The permitted drinking limit for men is 20-30g per day based on the amount of alcohol. This corresponds to 720mL (1 bottle) of beer, 200-300mL (1 glass) of wine, 200mL (1 glass) of distilled liquor, 60mL (2 shots) of whiskey, and 2-3 glasses of soju (1/3 bottle). Underweight people and women have a greater sensitivity to alcohol, so only half of the above is allowed.
▲ Exercise for more than 30 minutes every day
Exercise is beneficial to patients with high blood pressure by lowering blood pressure, improving cardiopulmonary function, reducing weight, improving dyslipidemia, and relieving stress.
People who exercise regularly have a 50% lower risk of developing high blood pressure compared to people who do not exercise. Even people diagnosed with high blood pressure can lower their blood pressure if they exercise regularly.
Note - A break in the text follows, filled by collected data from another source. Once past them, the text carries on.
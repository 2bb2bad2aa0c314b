//! Transcode event system.
//!
//! [`EventBus`] wraps a `tokio::sync::broadcast` channel with a bounded
//! ring-buffer of recent events so that late subscribers can catch up on
//! what a session has been doing.

use chrono::{DateTime, Utc};
use parking_lot::RwLock;
use serde::{Deserialize, Serialize};
use std::collections::VecDeque;
use tokio::sync::broadcast;
use uuid::Uuid;

use crate::ids::{OperationId, SessionId};

/// Maximum number of events retained in the ring buffer.
const MAX_RECENT_EVENTS: usize = 100;

// ---------------------------------------------------------------------------
// TranscodeEvent
// ---------------------------------------------------------------------------

/// What happened to an operation. Produced from the engine log so callers
/// never have to look at log text themselves.
#[derive(Debug, Clone, PartialEq, Serialize, Deserialize)]
#[serde(tag = "type", rename_all = "snake_case")]
pub enum TranscodeEvent {
    Started {
        operation_id: OperationId,
        args: Vec<String>,
    },
    Progress {
        operation_id: OperationId,
        ratio: f64,
        #[serde(default, skip_serializing_if = "Option::is_none")]
        time: Option<f64>,
        #[serde(default, skip_serializing_if = "Option::is_none")]
        duration: Option<f64>,
    },
    Completed {
        operation_id: OperationId,
    },
    Failed {
        operation_id: OperationId,
        reason: String,
    },
}

impl TranscodeEvent {
    /// The operation this event belongs to.
    pub fn operation_id(&self) -> OperationId {
        match self {
            TranscodeEvent::Started { operation_id, .. }
            | TranscodeEvent::Progress { operation_id, .. }
            | TranscodeEvent::Completed { operation_id }
            | TranscodeEvent::Failed { operation_id, .. } => *operation_id,
        }
    }

    /// Whether the operation is finished after this event.
    pub fn is_terminal(&self) -> bool {
        matches!(
            self,
            TranscodeEvent::Completed { .. } | TranscodeEvent::Failed { .. }
        )
    }
}

// ---------------------------------------------------------------------------
// Event
// ---------------------------------------------------------------------------

/// A timestamped event ready for broadcast.
#[derive(Debug, Clone, Serialize, Deserialize)]
pub struct Event {
    /// Unique event identifier.
    pub id: Uuid,
    /// When the event occurred.
    pub timestamp: DateTime<Utc>,
    /// Session that produced the event.
    pub session_id: SessionId,
    /// What happened.
    pub payload: TranscodeEvent,
}

impl Event {
    /// Create a new event with a fresh UUID and the current timestamp.
    pub fn new(session_id: SessionId, payload: TranscodeEvent) -> Self {
        Self {
            id: Uuid::new_v4(),
            timestamp: Utc::now(),
            session_id,
            payload,
        }
    }
}

// ---------------------------------------------------------------------------
// EventBus
// ---------------------------------------------------------------------------

/// Broadcast channel with a bounded ring buffer of recent events.
pub struct EventBus {
    tx: broadcast::Sender<Event>,
    recent: RwLock<VecDeque<Event>>,
}

impl EventBus {
    /// Create a new event bus.
    ///
    /// `capacity` controls the broadcast channel buffer size (not the ring
    /// buffer, which is always [`MAX_RECENT_EVENTS`]).
    pub fn new(capacity: usize) -> Self {
        let (tx, _) = broadcast::channel(capacity);
        Self {
            tx,
            recent: RwLock::new(VecDeque::with_capacity(MAX_RECENT_EVENTS)),
        }
    }

    /// Subscribe to the broadcast channel.
    pub fn subscribe(&self) -> broadcast::Receiver<Event> {
        self.tx.subscribe()
    }

    /// Broadcast an event to all current subscribers and store it in the
    /// ring buffer.
    pub fn broadcast(&self, session_id: SessionId, payload: TranscodeEvent) {
        let event = Event::new(session_id, payload);

        {
            let mut recent = self.recent.write();
            if recent.len() >= MAX_RECENT_EVENTS {
                recent.pop_back();
            }
            recent.push_front(event.clone());
        }

        // No subscribers is fine.
        let _ = self.tx.send(event);
    }

    /// Return the `n` most recent events (newest first).
    pub fn recent_events(&self, n: usize) -> Vec<Event> {
        let recent = self.recent.read();
        recent.iter().take(n).cloned().collect()
    }
}

impl Default for EventBus {
    fn default() -> Self {
        Self::new(256)
    }
}

#[cfg(test)]
mod tests {
    use super::*;

    #[test]
    fn broadcast_and_receive() {
        let bus = EventBus::new(16);
        let mut rx = bus.subscribe();

        let session = SessionId::new();
        let op = OperationId::new();
        bus.broadcast(session, TranscodeEvent::Completed { operation_id: op });

        let event = rx.try_recv().unwrap();
        assert_eq!(event.session_id, session);
        assert_eq!(event.payload.operation_id(), op);
        assert!(event.payload.is_terminal());
    }

    #[test]
    fn recent_events_capped() {
        let bus = EventBus::new(256);
        let session = SessionId::new();
        let op = OperationId::new();

        for i in 0..150 {
            bus.broadcast(
                session,
                TranscodeEvent::Progress {
                    operation_id: op,
                    ratio: i as f64 / 150.0,
                    time: None,
                    duration: None,
                },
            );
        }

        assert_eq!(bus.recent_events(200).len(), MAX_RECENT_EVENTS);
    }

    #[test]
    fn recent_events_newest_first() {
        let bus = EventBus::default();
        let session = SessionId::new();
        let op = OperationId::new();
        bus.broadcast(
            session,
            TranscodeEvent::Started {
                operation_id: op,
                args: vec!["-i".into(), "in.mp4".into()],
            },
        );
        bus.broadcast(
            session,
            TranscodeEvent::Failed {
                operation_id: op,
                reason: "engine exited".into(),
            },
        );

        let recent = bus.recent_events(1);
        assert!(matches!(recent[0].payload, TranscodeEvent::Failed { .. }));
    }

    #[test]
    fn no_subscribers_does_not_panic() {
        let bus = EventBus::new(4);
        bus.broadcast(
            SessionId::new(),
            TranscodeEvent::Completed {
                operation_id: OperationId::new(),
            },
        );
    }

    #[test]
    fn progress_serializes_tagged() {
        let op = OperationId::new();
        let json = serde_json::to_value(TranscodeEvent::Progress {
            operation_id: op,
            ratio: 0.5,
            time: Some(50.0),
            duration: None,
        })
        .unwrap();
        assert_eq!(json["type"], "progress");
        assert_eq!(json["ratio"], 0.5);
        assert!(json.get("duration").is_none());
    }
}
The World Health Organization (WHO) reports that 150 minutes or more of moderate-intensity aerobic physical activity per week, which involves sweating or being out of breath but still able to talk to the person next to you, reduces the incidence of high blood pressure by about 31% in men and 35% in women. recommended.
It is a good idea to exercise at least three times a week to the point where you sweat, feel out of breath, and have a faster pulse. Blood pressure is lowered and cardiopulmonary function and dyslipidemia are also improved.
However, if you don’t have time or equipment in your busy life, it’s a good idea to move your body a little more. Stretching after sleeping is also an exercise.
To see the effect of lowering blood pressure, you must exercise continuously for 3 to 6 months. If you normalize your blood pressure through exercise, your blood pressure will rise again if you stop exercising. It is important to make exercise a habit.
▲ Avoid stress and maintain appropriate weight
Avoid stress, maintain a calm mind, and maintain an appropriate weight to avoid gaining weight.
Losing weight reduces blood pressure. In particular, abdominal obesity is closely related to mortality due to high blood pressure, hyperlipidemia, diabetes, and coronary artery disease.